Print the lines below exactly as written, with none missing.

Stored data:

============================================================

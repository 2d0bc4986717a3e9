//! Adapter implementations for task reference ports.

pub mod memory;
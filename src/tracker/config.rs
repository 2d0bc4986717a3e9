//! Tracker configuration.

use crate::status::domain::{ApprovalPolicy, TransitionTable};
use serde::{Deserialize, Serialize};
use thiserror::Error;

/// Errors raised while loading configuration.
#[derive(Debug, Error)]
pub enum ConfigError {
    /// The document is not valid JSON or violates a table invariant.
    #[error("invalid tracker configuration: {0}")]
    Invalid(#[from] serde_json::Error),
}

/// Lifecycle rules applied by the tracker.
///
/// Both sections are optional in serialized form and fall back to the
/// standard transition table and an empty approval policy.
#[derive(Debug, Clone, Default, PartialEq, Eq, Serialize, Deserialize)]
#[serde(deny_unknown_fields)]
pub struct TrackerConfig {
    /// Allowed status moves.
    #[serde(default)]
    pub transition_table: TransitionTable,
    /// Target statuses that need approval.
    #[serde(default)]
    pub approval: ApprovalPolicy,
}

impl TrackerConfig {
    /// Parses a JSON document.
    ///
    /// # Errors
    ///
    /// Returns [`ConfigError::Invalid`] for malformed JSON, unknown fields,
    /// unknown statuses, or a table giving a terminal status an outbound
    /// transition.
    pub fn from_json(document: &str) -> Result<Self, ConfigError> {
        Ok(serde_json::from_str(document)?)
    }
}
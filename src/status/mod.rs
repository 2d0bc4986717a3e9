//! Task lifecycle status engine.
//!
//! Validates status changes against a data-driven transition table, gates
//! selected changes behind approval, and keeps an append-only audit trail of
//! every change. The module follows the same hexagonal split as the rest of
//! the crate:
//!
//! - Domain types, the transition table, and records in [`domain`]
//! - Port contracts in [`ports`]
//! - Adapter implementations in [`adapters`]
//! - Orchestration services in [`services`]

pub mod adapters;
pub mod domain;
pub mod ports;
pub mod services;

============================================================

SOLUTION FOR THIS EXERCISE:
repository 2d0bc4986717a3e9
//! Adapter implementations for task reference ports.

pub mod memory;
filename src/tracker/config.rs
repository 2d0bc4986717a3e9
//! Tracker configuration.

use crate::status::domain::{ApprovalPolicy, TransitionTable};
use serde::{Deserialize, Serialize};
use thiserror::Error;

/// Errors raised while loading configuration.
#[derive(Debug, Error)]
pub enum ConfigError {
    /// The document is not valid JSON or violates a table invariant.
    #[error("invalid tracker configuration: {0}")]
    Invalid(#[from] serde_json::Error),
}

/// Lifecycle rules applied by the tracker.
///
/// Both sections are optional in serialized form and fall back to the
/// standard transition table and an empty approval policy.
#[derive(Debug, Clone, Default, PartialEq, Eq, Serialize, Deserialize)]
#[serde(deny_unknown_fields)]
pub struct TrackerConfig {
    /// Allowed status moves.
    #[serde(default)]
    pub transition_table: TransitionTable,
    /// Target statuses that need approval.
    #[serde(default)]
    pub approval: ApprovalPolicy,
}

impl TrackerConfig {
    /// Parses a JSON document.
    ///
    /// # Errors
    ///
    /// Returns [`ConfigError::Invalid`] for malformed JSON, unknown fields,
    /// unknown statuses, or a table giving a terminal status an outbound
    /// transition.
    pub fn from_json(document: &str) -> Result<Self, ConfigError> {
        Ok(serde_json::from_str(document)?)
    }
}
filename src/status/mod.rs
repository 2d0bc4986717a3e9
//! Task lifecycle status engine.
//!
//! Validates status changes against a data-driven transition table, gates
//! selected changes behind approval, and keeps an append-only audit trail of
//! every change. The module follows the same hexagonal split as the rest of
//! the crate:
//!
//! - Domain types, the transition table, and records in [`domain`]
//! - Port contracts in [`ports`]
//! - Adapter implementations in [`adapters`]
//! - Orchestration services in [`services`]

pub mod adapters;
pub mod domain;
pub mod ports;
pub mod services;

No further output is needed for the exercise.